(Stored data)
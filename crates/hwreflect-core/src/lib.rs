//! hwreflect core: workspace, toolchain invoker, classifier and stage runner
//!
//! Verification of a hardware module is a fixed sequence of external tool
//! runs (compile → elaborate → simulate). This crate owns the generic
//! machinery: an isolated scratch [`Workspace`] per request, a bounded
//! [`ToolchainInvoker`], the output [`classifier`], the [`Stage`] contract
//! with its [`PipelineRunner`] state machine, and the [`ReflectionReport`]
//! builder and persister.

pub mod classifier;
pub mod config;
pub mod context;
pub mod data_model;
pub mod error;
pub mod invoker;
pub mod journal;
pub mod persist;
pub mod report;
pub mod runner;
pub mod stage;
pub mod workspace;

pub use classifier::{Classification, MarkerTable};
pub use config::{ReflectConfig, ToolchainConfig};
pub use context::ExecutionContext;
pub use data_model::{
    FailureKind, ReflectionReport, SimVerdict, StageId, StageOutcome, TerminalStage,
    TimeoutBudgets, VerificationRequest,
};
pub use error::ReflectError;
pub use invoker::{InvocationResult, InvokeError, ToolCommand, ToolchainInvoker};
pub use persist::{ArtifactPersister, PersistSummary};
pub use report::{build_report, ReportMeta};
pub use runner::{PipelineRun, PipelineRunner, PipelineState};
pub use stage::{Stage, StageError};
pub use workspace::Workspace;

/// hwreflect engine version
pub const HWREFLECT_VERSION: &str = env!("CARGO_PKG_VERSION");
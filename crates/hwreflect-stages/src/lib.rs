//! hwreflect stages: the Chisel toolchain binding
//!
//! # Pipeline Flow
//!
//! ```text
//! source ─▶ materialize ─▶ sbt compile ─▶ sbt run ─▶ verilator ─▶ make ─▶ V<Module>
//!                              │             │        └──────── simulation ────────┘
//!                          compilation   elaboration
//! ```
//!
//! [`reflect`] runs one request end to end; [`reflect_many`] runs a batch
//! with bounded parallelism.

mod compile;
mod elaborate;
pub mod materialize;
mod reflect;
mod simulate;

pub use compile::CompileStage;
pub use elaborate::ElaborateStage;
pub use materialize::{detect_module_name, materialize, resolve_module_name, SbtProject};
pub use reflect::{reflect, reflect_many, Reflection};
pub use simulate::SimulateStage;

use std::sync::Arc;

use hwreflect_core::{Classification, Stage, StageOutcome};

/// Stages for `project`, simulation only when a harness was written.
pub fn default_stages(project: SbtProject) -> Vec<Box<dyn Stage>> {
    let project = Arc::new(project);
    let mut stages: Vec<Box<dyn Stage>> = vec![
        Box::new(CompileStage::new(Arc::clone(&project))),
        Box::new(ElaborateStage::new(Arc::clone(&project))),
    ];
    if project.harness_path.is_some() {
        stages.push(Box::new(SimulateStage::new(project)));
    }
    stages
}

pub(crate) fn conclude(outcome: StageOutcome, classification: Classification) -> StageOutcome {
    match (classification.success, classification.failure) {
        (true, _) => outcome.succeed(),
        (false, Some(kind)) => outcome.fail(kind, classification.excerpt.unwrap_or_default()),
        (false, None) => {
            let kind = hwreflect_core::FailureKind::for_stage(outcome.stage);
            outcome.fail(kind, classification.excerpt.unwrap_or_default())
        }
    }
}
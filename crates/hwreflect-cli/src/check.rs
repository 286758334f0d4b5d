//! `hwreflect check`: one source file through the pipeline
use clap::Args;
use std::path::PathBuf;

use hwreflect_core::{ExecutionContext, ReflectError, VerificationRequest};
use hwreflect_stages::{reflect, resolve_module_name, Reflection};

use crate::output::{render_header, render_saved, render_summary, CheckHeader};
use crate::{EXIT_FAILED, EXIT_PASSED, EXIT_USAGE};

#[derive(Args, Debug, Clone)]
pub struct CheckArgs {
    /// Chisel source file
    #[arg(long, short = 'f')]
    pub file: PathBuf,

    /// Simulation harness; without it only compile and elaborate run
    #[arg(long, short = 't')]
    pub testbench: Option<PathBuf>,

    /// Directory receiving the netlist and the JSON report
    #[arg(long, short = 'o', default_value = "tests")]
    pub output: PathBuf,

    /// Top module name (detected from the source when omitted)
    #[arg(long, short = 'm')]
    pub module: Option<String>,

    /// Netlist file name inside the output directory
    #[arg(long)]
    pub artifact: Option<String>,

    /// Report file name inside the output directory
    #[arg(long)]
    pub result: Option<String>,

    /// Do not write anything to the output directory
    #[arg(long)]
    pub no_save: bool,

    /// Print the report as JSON instead of the summary
    #[arg(long)]
    pub json: bool,

    /// Append stage transitions to this JSON-lines file
    #[arg(long)]
    pub journal: Option<PathBuf>,
}

impl CheckArgs {
    /// Reads the input files into a request. Missing files are configuration
    /// errors, reported before any tool runs.
    pub fn to_request(&self) -> Result<VerificationRequest, ReflectError> {
        let source = std::fs::read_to_string(&self.file).map_err(|e| {
            ReflectError::config(format!("cannot read source '{}': {}", self.file.display(), e))
        })?;

        let mut request = VerificationRequest::new(source);
        if let Some(module) = &self.module {
            request = request.module(module.clone());
        }
        if let Some(testbench) = &self.testbench {
            request = request.harness_from_path(testbench)?;
        }
        if !self.no_save {
            request = request.output_dir(&self.output);
            if let Some(name) = &self.artifact {
                request = request.artifact_filename(name.clone());
            }
            if let Some(name) = &self.result {
                request = request.report_filename(name.clone());
            }
        }
        Ok(request)
    }
}

pub async fn run(args: &CheckArgs, ctx: ExecutionContext) -> i32 {
    let ctx = match &args.journal {
        Some(path) => ctx.with_journal(path),
        None => ctx,
    };

    let request = match args.to_request() {
        Ok(request) => request,
        Err(e) => {
            eprintln!("error: {}", e);
            return EXIT_USAGE;
        }
    };
    let module = match resolve_module_name(&request) {
        Ok(module) => module,
        Err(e) => {
            eprintln!("error: {}", e);
            return EXIT_USAGE;
        }
    };

    if !args.json {
        print!(
            "{}",
            render_header(&CheckHeader {
                file: &args.file,
                module: &module,
                testbench: args.testbench.as_deref(),
                output: request.output_dir.as_deref(),
            })
        );
    }

    let Reflection { report, persisted } = match reflect(&request, &ctx).await {
        Ok(reflection) => reflection,
        Err(e) if e.is_configuration() => {
            eprintln!("error: {}", e);
            return EXIT_USAGE;
        }
        Err(e) => {
            eprintln!("error: {}", e);
            return EXIT_FAILED;
        }
    };

    if args.json {
        match serde_json::to_string_pretty(&report) {
            Ok(json) => println!("{}", json),
            Err(e) => eprintln!("error: {}", e),
        }
    } else {
        print!("{}", render_summary(&report));
        if let Some(summary) = &persisted {
            print!("{}", render_saved(summary));
        }
    }
    if let Some(summary) = &persisted {
        for error in summary.errors() {
            eprintln!("warning: not saved: {}", error);
        }
    }

    if report.passed() {
        EXIT_PASSED
    } else {
        EXIT_FAILED
    }
}
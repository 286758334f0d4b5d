//! Stage Trait: single contract for compile, elaborate and simulate
use async_trait::async_trait;
use thiserror::Error;

use crate::context::ExecutionContext;
use crate::data_model::{StageId, StageOutcome};
use crate::invoker::InvokeError;
use crate::workspace::Workspace;

/// One step of the verification pipeline.
///
/// A stage reports what its tool said through the returned
/// [`StageOutcome`], including failures. `Err` is reserved for faults the
/// tool never got to judge (spawn failure, unreadable workspace, ...); the
/// runner turns those into a terminal `exception`.
#[async_trait]
pub trait Stage: Send + Sync {
    fn id(&self) -> StageId;

    async fn run(
        &self,
        workspace: &Workspace,
        ctx: &ExecutionContext,
    ) -> Result<StageOutcome, StageError>;
}

#[derive(Error, Debug)]
pub enum StageError {
    #[error("STAGE/INVOKE: {0}")]
    Invoke(#[from] InvokeError),

    #[error("STAGE/IO: {context}: {source}")]
    Io {
        context: String,
        #[source]
        source: std::io::Error,
    },

    #[error("STAGE/INPUT: {0}")]
    MissingInput(String),
}

impl StageError {
    pub fn io(context: impl Into<String>, source: std::io::Error) -> Self {
        Self::Io {
            context: context.into(),
            source,
        }
    }
}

Aim of the task: Among the lines above, repeat exactly those from the line with "pub mod invoker;" to the line with "pub use error::ReflectError;", counting both ends.

Result:
pub mod invoker;
pub mod journal;
pub mod persist;
pub mod report;
pub mod runner;
pub mod stage;
pub mod workspace;

pub use classifier::{Classification, MarkerTable};
pub use config::{ReflectConfig, ToolchainConfig};
pub use context::ExecutionContext;
pub use data_model::{
    FailureKind, ReflectionReport, SimVerdict, StageId, StageOutcome, TerminalStage,
    TimeoutBudgets, VerificationRequest,
};
pub use error::ReflectError;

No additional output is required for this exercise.